Inland Waterways Still Vital Asset for Tri-State

27 May 2016

One of Collis P. Huntington's big ideas after the Civil War was to connect his Chesapeake and Ohio rail line with the nation's inland waterways and expand commerce into the Midwest.
Huntington was founded in 1871 on the banks of the Ohio River as part of that plan, and our region has been involved in river transportation ever since.

Today, most of us may think shipping in terms of trucking and Fed Ex, but the Tri-State's river and rail connections are still a vital part of the nation's commercial transportation system - especially when it comes to commodities and the "big stuff."

Even with the slowdown in the coal industry, the West Virginia river systems that make up the Port of Huntington Tri-State is still the second largest inland port in the country, handling billions in coal, construction materials, petroleum products and chemicals every year.

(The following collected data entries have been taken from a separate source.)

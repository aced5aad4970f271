#![allow(dead_code)]

use std::sync::Mutex;

use serde_json::{Map, Value};
use shared::knowledge::{
    KnowledgeQuery, KnowledgeStore, KnowledgeStoreError, KnowledgeStoreFuture, RetrievedRecord,
};
use shared::llm::{
    LlmGateway, LlmGatewayError, LlmGatewayFuture, LlmGatewayRequest, LlmGatewayResponse,
};

pub struct StubStore {
    records: Option<Vec<RetrievedRecord>>,
    queries: Mutex<Vec<KnowledgeQuery>>,
}

impl StubStore {
    pub fn with_records(records: Vec<RetrievedRecord>) -> Self {
        Self {
            records: Some(records),
            queries: Mutex::new(Vec::new()),
        }
    }

    pub fn empty() -> Self {
        Self::with_records(Vec::new())
    }

    pub fn unavailable() -> Self {
        Self {
            records: None,
            queries: Mutex::new(Vec::new()),
        }
    }

    pub fn queries(&self) -> Vec<KnowledgeQuery> {
        self.queries.lock().expect("queries lock").clone()
    }
}

impl KnowledgeStore for StubStore {
    fn search<'a>(&'a self, query: KnowledgeQuery) -> KnowledgeStoreFuture<'a> {
        Box::pin(async move {
            self.queries.lock().expect("queries lock").push(query);
            self.records.clone().ok_or(KnowledgeStoreError::Status {
                status: 503,
                code: "UNAVAILABLE".to_string(),
            })
        })
    }
}

pub struct StubGateway {
    content: Option<String>,
    requests: Mutex<Vec<LlmGatewayRequest>>,
}

impl StubGateway {
    pub fn replying(content: impl Into<String>) -> Self {
        Self {
            content: Some(content.into()),
            requests: Mutex::new(Vec::new()),
        }
    }

    pub fn failing() -> Self {
        Self {
            content: None,
            requests: Mutex::new(Vec::new()),
        }
    }

    pub fn requests(&self) -> Vec<LlmGatewayRequest> {
        self.requests.lock().expect("requests lock").clone()
    }
}

impl LlmGateway for StubGateway {
    fn generate<'a>(&'a self, request: LlmGatewayRequest) -> LlmGatewayFuture<'a> {
        Box::pin(async move {
            self.requests.lock().expect("requests lock").push(request);
            let content = self
                .content
                .clone()
                .ok_or_else(|| LlmGatewayError::ProviderFailure("status=503".to_string()))?;
            Ok(LlmGatewayResponse {
                model: "stub-model".to_string(),
                provider_request_id: Some("stub-request".to_string()),
                content,
                usage: None,
            })
        })
    }
}

pub fn text_record(id: &str, chunk_text: &str) -> RetrievedRecord {
    let mut fields = Map::new();
    fields.insert(
        "chunk_text".to_string(),
        Value::String(chunk_text.to_string()),
    );
    RetrievedRecord {
        id: id.to_string(),
        score: Some(0.9),
        fields,
    }
}

pub const TIRED_PRACTICE_REPLY: &str = r#"{
  "reply": "Low energy days are real. Let's wake the body up gently.",
  "miniPractice": {
    "title": "Two-minute desk reset",
    "moodTags": ["tired", "unfocused"],
    "energyLevel": "low",
    "environment": "at_desk",
    "duration": "2 minutes",
    "steps": [
      "Roll your shoulders back five times",
      "Take three slow breaths, longer on the exhale",
      "Sip some water"
    ]
  }
}"#;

That work contributes about $1.6 billion to the West Virginia economy and supports more than 9,000 jobs, according to the Waterways Council.

That is important to today's economy, but it may be even more important to our nation's future economy, because almost every way you look at it, waterways transportation is cleaner, safer and efficient.

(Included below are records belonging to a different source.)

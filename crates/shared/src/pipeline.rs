use std::sync::Arc;

use thiserror::Error;
use tracing::{debug, warn};

use crate::knowledge::{KnowledgeQuery, KnowledgeStore, KnowledgeStoreError, assemble_context};
use crate::llm::{
    APOLOGY_REPLY, LlmGateway, LlmGatewayError, LlmGatewayRequest, build_generation_messages,
    generate_with_telemetry, log_telemetry, validate_reply_json,
};
use crate::models::{KoaReply, Message, Role};

pub const DEFAULT_RETRIEVAL_TOP_K: usize = 5;
pub const DEFAULT_KNOWLEDGE_NAMESPACE: &str = "koa-knowledge";
pub const GENERATION_TEMPERATURE: f32 = 0.7;

#[derive(Debug, Clone, PartialEq)]
pub struct PipelineSettings {
    pub namespace: String,
    pub top_k: usize,
    pub temperature: f32,
}

impl Default for PipelineSettings {
    fn default() -> Self {
        Self {
            namespace: DEFAULT_KNOWLEDGE_NAMESPACE.to_string(),
            top_k: DEFAULT_RETRIEVAL_TOP_K,
            temperature: GENERATION_TEMPERATURE,
        }
    }
}

#[derive(Debug, Error)]
pub enum PipelineError {
    #[error("no user message provided")]
    NoUserMessage,
}

#[derive(Debug, Error)]
pub enum UpstreamFailure {
    #[error(transparent)]
    KnowledgeStore(#[from] KnowledgeStoreError),
    #[error(transparent)]
    Generation(#[from] LlmGatewayError),
}

impl UpstreamFailure {
    pub const fn stage(&self) -> &'static str {
        match self {
            Self::KnowledgeStore(_) => "knowledge_store",
            Self::Generation(_) => "generation",
        }
    }
}

#[derive(Debug)]
pub enum FallbackReason {
    UpstreamUnavailable(UpstreamFailure),
    MalformedOutput(String),
}

/// Either the model's reply or the apology reply plus why it was used.
#[derive(Debug)]
pub enum ReplyOutcome {
    Generated(KoaReply),
    Fallback {
        reason: FallbackReason,
        reply: KoaReply,
    },
}

impl ReplyOutcome {
    fn fallback(reason: FallbackReason) -> Self {
        Self::Fallback {
            reason,
            reply: KoaReply::text_only(APOLOGY_REPLY),
        }
    }

    pub fn reply(&self) -> &KoaReply {
        match self {
            Self::Generated(reply) | Self::Fallback { reply, .. } => reply,
        }
    }

    pub fn into_reply(self) -> KoaReply {
        match self {
            Self::Generated(reply) | Self::Fallback { reply, .. } => reply,
        }
    }

    pub fn is_upstream_failure(&self) -> bool {
        matches!(
            self,
            Self::Fallback {
                reason: FallbackReason::UpstreamUnavailable(_),
                ..
            }
        )
    }
}

#[derive(Clone)]
pub struct ReplyPipeline {
    store: Arc<dyn KnowledgeStore>,
    gateway: Arc<dyn LlmGateway>,
    settings: PipelineSettings,
}

impl ReplyPipeline {
    pub fn new(
        store: Arc<dyn KnowledgeStore>,
        gateway: Arc<dyn LlmGateway>,
        settings: PipelineSettings,
    ) -> Self {
        Self {
            store,
            gateway,
            settings,
        }
    }

    pub fn settings(&self) -> &PipelineSettings {
        &self.settings
    }

    pub async fn reply(&self, history: &[Message]) -> Result<ReplyOutcome, PipelineError> {
        let query = latest_user_message(history).ok_or(PipelineError::NoUserMessage)?;

        let records = match self
            .store
            .search(KnowledgeQuery {
                namespace: self.settings.namespace.clone(),
                text: query.content.clone(),
                top_k: self.settings.top_k,
            })
            .await
        {
            Ok(records) => records,
            Err(err) => {
                warn!(
                    error = %err,
                    error_type = err.kind(),
                    namespace = %self.settings.namespace,
                    "knowledge store search failed"
                );
                return Ok(ReplyOutcome::fallback(FallbackReason::UpstreamUnavailable(
                    err.into(),
                )));
            }
        };
        debug!(
            retrieved = records.len(),
            namespace = %self.settings.namespace,
            "knowledge snippets retrieved"
        );

        let context = assemble_context(&records);
        let request = LlmGatewayRequest::json_object(
            build_generation_messages(&context, history),
            self.settings.temperature,
        );

        let (result, telemetry) = generate_with_telemetry(self.gateway.as_ref(), request).await;
        log_telemetry(&telemetry);

        let response = match result {
            Ok(response) => response,
            Err(err) => {
                warn!(error = %err, "reply generation failed");
                return Ok(ReplyOutcome::fallback(FallbackReason::UpstreamUnavailable(
                    err.into(),
                )));
            }
        };

        match validate_reply_json(&response.content) {
            Ok(reply) => Ok(ReplyOutcome::Generated(reply)),
            Err(err) => {
                warn!(
                    reason = err.reason(),
                    model = %response.model,
                    "generated reply was malformed: {err}"
                );
                Ok(ReplyOutcome::fallback(FallbackReason::MalformedOutput(
                    err.reason().to_string(),
                )))
            }
        }
    }
}

pub fn latest_user_message(history: &[Message]) -> Option<&Message> {
    history
        .iter()
        .rev()
        .find(|message| message.role == Role::User)
}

For example, one 15-barge tow can carry a load that would require 216 rail cars and six locomotives or 1,050 large semi-tractor trailers, according to industry estimates.

That also translates into significant fuel and emissions savings. When it comes to the amount of fuel used to move a ton of cargo, barges are about 25 percent more efficient than rail and four times more efficient than trucks.

But in order to keep shipping moving smoothly over the inland waterways, the nation needs to invest in the lock and dam systems that make barge traffic possible. That infrastructure has been deteriorating for years, while the funding stream for repairs and maintenance was tied up by a few costly projects.

The Water Resources Reform Development Act in 2014 has done much to improve that picture, industry representatives say. But there is still a great deal of work to be done, and some of the projects are still decades away.

As our region works to build its position in shipping and logistics, it is critical to remember that the inland waterways are still one of our greatest assets, and our representatives in Washington need to champion efforts to upgrade the waterways infrastructure.